Communication Through History

5 Nov

The importance of communication is often an under-appreciated aspect of business, but Howard Rheingold notes how important communication is, not only modern society, but in the entire history of civilization.

In his TED talk, The new power of Collaboration, Rheingold comments on how success in business, politics and evolution is often seen as a need to dominate competition and strive to be the most aggressive. Then, he argues that this is a deeply flawed view since communication and interdependency are critical necessities throughout human history.

He believes that all major evolutionary leaps in the history of human kind have been centered around communication. First, the move from working in family based groups of hunter-gatherers to rudimentary civilizations were centered around both the beginnings of language and the beginning of writing: language must have existed previously but with larger groups a codified version of language developed, and the first methods of writing were created mainly for recording debt, largely in the form of taxes to a ruler. It was in the next leap, the printing press, that literacy hit the masses. Before this time, reading and writing was restricted to the privileged few, but with the advent of the printing press it became useful for the common people to learn to read and write as they now were likely to encounter a need to. It was this leap that propelled us into the modern society where writing and reading are of vital importance and it will continue to to be crucial as information is now disseminated not through books but in an even more ubiquitous form: the Internet.

by Spencer Cole


One Response to “Communication Through History”

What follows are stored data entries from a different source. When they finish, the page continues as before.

use crate::{CanonicalKey, DocumentLoaderT, Error, Proof, Result};

/// The reason a proof was made, i.e. the verification relationship its key must hold with the
/// key's controller.
#[derive(Clone, Copy, Debug, Eq, Hash, PartialEq, Ord, PartialOrd, serde::Deserialize, serde::Serialize)]
#[serde(rename_all = "camelCase")]
pub enum ProofPurpose {
    Authentication,
    AssertionMethod,
    CapabilityInvocation,
    CapabilityDelegation,
}

impl ProofPurpose {
    /// An ordered array of all the variants in ProofPurpose.
    pub const VARIANTS: [ProofPurpose; 4] = [
        ProofPurpose::Authentication,
        ProofPurpose::AssertionMethod,
        ProofPurpose::CapabilityInvocation,
        ProofPurpose::CapabilityDelegation,
    ];
    /// The camelCase string for this variant, as used in "proofPurpose" and as the name of the
    /// verification relationship in controller documents.
    pub fn as_str(&self) -> &'static str {
        match self {
            ProofPurpose::Authentication => "authentication",
            ProofPurpose::AssertionMethod => "assertionMethod",
            ProofPurpose::CapabilityInvocation => "capabilityInvocation",
            ProofPurpose::CapabilityDelegation => "capabilityDelegation",
        }
    }
    /// Stamps this purpose onto a proof being created.
    pub fn update(&self, proof: &mut Proof) {
        proof.set("proofPurpose", self.as_str());
    }
    pub fn matches(&self, proof: &Proof) -> bool {
        proof.proof_purpose_o() == Some(self.as_str())
    }
    /// Checks that the controller of the verification method lists it under this purpose's
    /// verification relationship, either by id or as an embedded node.
    pub async fn validate(
        &self,
        canonical_key: &CanonicalKey,
        document_loader: &dyn DocumentLoaderT,
    ) -> Result<()> {
        let controller_document = document_loader
            .load(&canonical_key.controller)
            .await?
            .into_json()?;
        let authorized = controller_document
            .get(self.as_str())
            .and_then(serde_json::Value::as_array)
            .map(|entry_v| {
                entry_v.iter().any(|entry| {
                    let entry_id_o = match entry {
                        serde_json::Value::String(id) => Some(id.as_str()),
                        serde_json::Value::Object(node_m) => {
                            node_m.get("id").and_then(serde_json::Value::as_str)
                        }
                        _ => None,
                    };
                    entry_id_o == Some(canonical_key.id.as_str())
                })
            })
            .unwrap_or(false);
        if !authorized {
            return Err(Error::InvalidProofPurpose(
                format!(
                    "verification method {:?} is not authorized by controller {:?} for proof purpose {:?}",
                    canonical_key.id, canonical_key.controller, self.as_str()
                )
                .into(),
            ));
        }
        Ok(())
    }
}

impl std::fmt::Display for ProofPurpose {
    fn fmt(&self, f: &mut std::fmt::Formatter<'_>) -> std::fmt::Result {
        write!(f, "{}", self.as_str())
    }
}

impl std::str::FromStr for ProofPurpose {
    type Err = Error;
    fn from_str(s: &str) -> Result<Self> {
        match s {
            "authentication" => Ok(ProofPurpose::Authentication),
            "assertionMethod" => Ok(ProofPurpose::AssertionMethod),
            "capabilityInvocation" => Ok(ProofPurpose::CapabilityInvocation),
            "capabilityDelegation" => Ok(ProofPurpose::CapabilityDelegation),
            _ => Err(Error::InvalidProofPurpose(
                format!("unrecognized proof purpose {:?}", s).into(),
            )),
        }
    }
}
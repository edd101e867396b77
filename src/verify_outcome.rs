use crate::{CanonicalKey, Error};

/// Result of a suite verifying one proof.
#[derive(Debug)]
pub enum VerifyOutcome {
    /// The suite does not claim the proof (wrong type, wrong purpose, or unusable contexts), so the
    /// caller may try another suite.  The error says why.
    NotApplicable(Error),
    /// The signature verified against the given key.
    Verified(CanonicalKey),
    /// The suite claimed the proof but its signature did not verify.
    NotVerified(Error),
}

impl VerifyOutcome {
    pub fn is_verified(&self) -> bool {
        matches!(self, Self::Verified(_))
    }
    pub fn error_o(&self) -> Option<&Error> {
        match self {
            Self::NotApplicable(error) | Self::NotVerified(error) => Some(error),
            Self::Verified(_) => None,
        }
    }
}
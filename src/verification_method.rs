use crate::{ContextSet, Error, Result};

/// A verification-method record as delivered by a document loader, before classification.  Key
/// material is kept as raw text here; it is only decoded once the record has classified as one of
/// the Ed25519 kinds, so records for other key types are never rejected for their key encoding.
/// Fields this suite doesn't use (e.g. a private key accidentally left in place) are ignored.
#[derive(Clone, Debug, serde::Deserialize, Eq, PartialEq, serde::Serialize)]
pub struct VerificationMethod {
    #[serde(rename = "@context", default, skip_serializing_if = "Option::is_none")]
    pub context_o: Option<serde_json::Value>,
    pub id: String,
    pub r#type: String,
    pub controller: String,
    #[serde(rename = "publicKeyBase58", default, skip_serializing_if = "Option::is_none")]
    pub public_key_base58_o: Option<String>,
    #[serde(rename = "publicKeyMultibase", default, skip_serializing_if = "Option::is_none")]
    pub public_key_multibase_o: Option<String>,
    /// Normally the timestamp of revocation.  Any non-null value marks the key as revoked.
    #[serde(rename = "revoked", default, skip_serializing_if = "Option::is_none")]
    pub revoked_o: Option<serde_json::Value>,
}

impl VerificationMethod {
    pub fn from_value(value: &serde_json::Value) -> Result<Self> {
        serde_json::from_value(value.clone()).map_err(|e| {
            Error::Malformed(format!("malformed verification method: {}", e).into())
        })
    }
    /// The record's own context set.  Empty if it carries no "@context".
    pub fn context_set(&self) -> ContextSet {
        self.context_o
            .as_ref()
            .map(ContextSet::from_context_value)
            .unwrap_or_default()
    }
}
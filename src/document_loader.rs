use crate::{Error, Result};

/// A document as retrieved by a DocumentLoaderT.
#[derive(Clone, Debug)]
pub struct RemoteDocument {
    pub document_url: String,
    /// Either a JSON value, or the JSON text of the document as a string.
    pub document: serde_json::Value,
}

impl RemoteDocument {
    pub fn new(document_url: impl Into<String>, document: serde_json::Value) -> Self {
        Self {
            document_url: document_url.into(),
            document,
        }
    }
    /// The document as JSON, parsing it first if it was delivered as JSON text.
    pub fn into_json(self) -> Result<serde_json::Value> {
        match self.document {
            serde_json::Value::String(text) => serde_json::from_str(&text).map_err(|e| {
                Error::Malformed(
                    format!("document at {:?} is not valid JSON: {}", self.document_url, e).into(),
                )
            }),
            document => Ok(document),
        }
    }
}

/// Retrieves JSON-LD documents (contexts, controller documents, verification methods) by URL.
#[async_trait::async_trait]
pub trait DocumentLoaderT: Send + Sync {
    /// Fails with Error::DocumentNotFound if nothing is known at the URL.
    async fn load(&self, url: &str) -> Result<RemoteDocument>;
}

  1. Elisabeth Green November 13, 2011 at 1:39 am #

    I really enjoyed your post, and I think it is important to reflect on the history of communication in order to understand where we are today. The Internet is such a major part of our society and has created a pathway for many new channels of communication. We choose Google rather than encyclopedias and chatting over calling. These tools are very convenient and easy, but without hardcopies of these conversations, we cannot easily save them.
    A speaker at Founders Day last week explained how presidents used to write their wives letters and document all of their travels. These documents were preserved, and it is amazing how we can recover them today in the presidents’ libraries. Although the Internet has brought incredible means of communication to our society, I think hand writing, or at least printing, our work is still very important.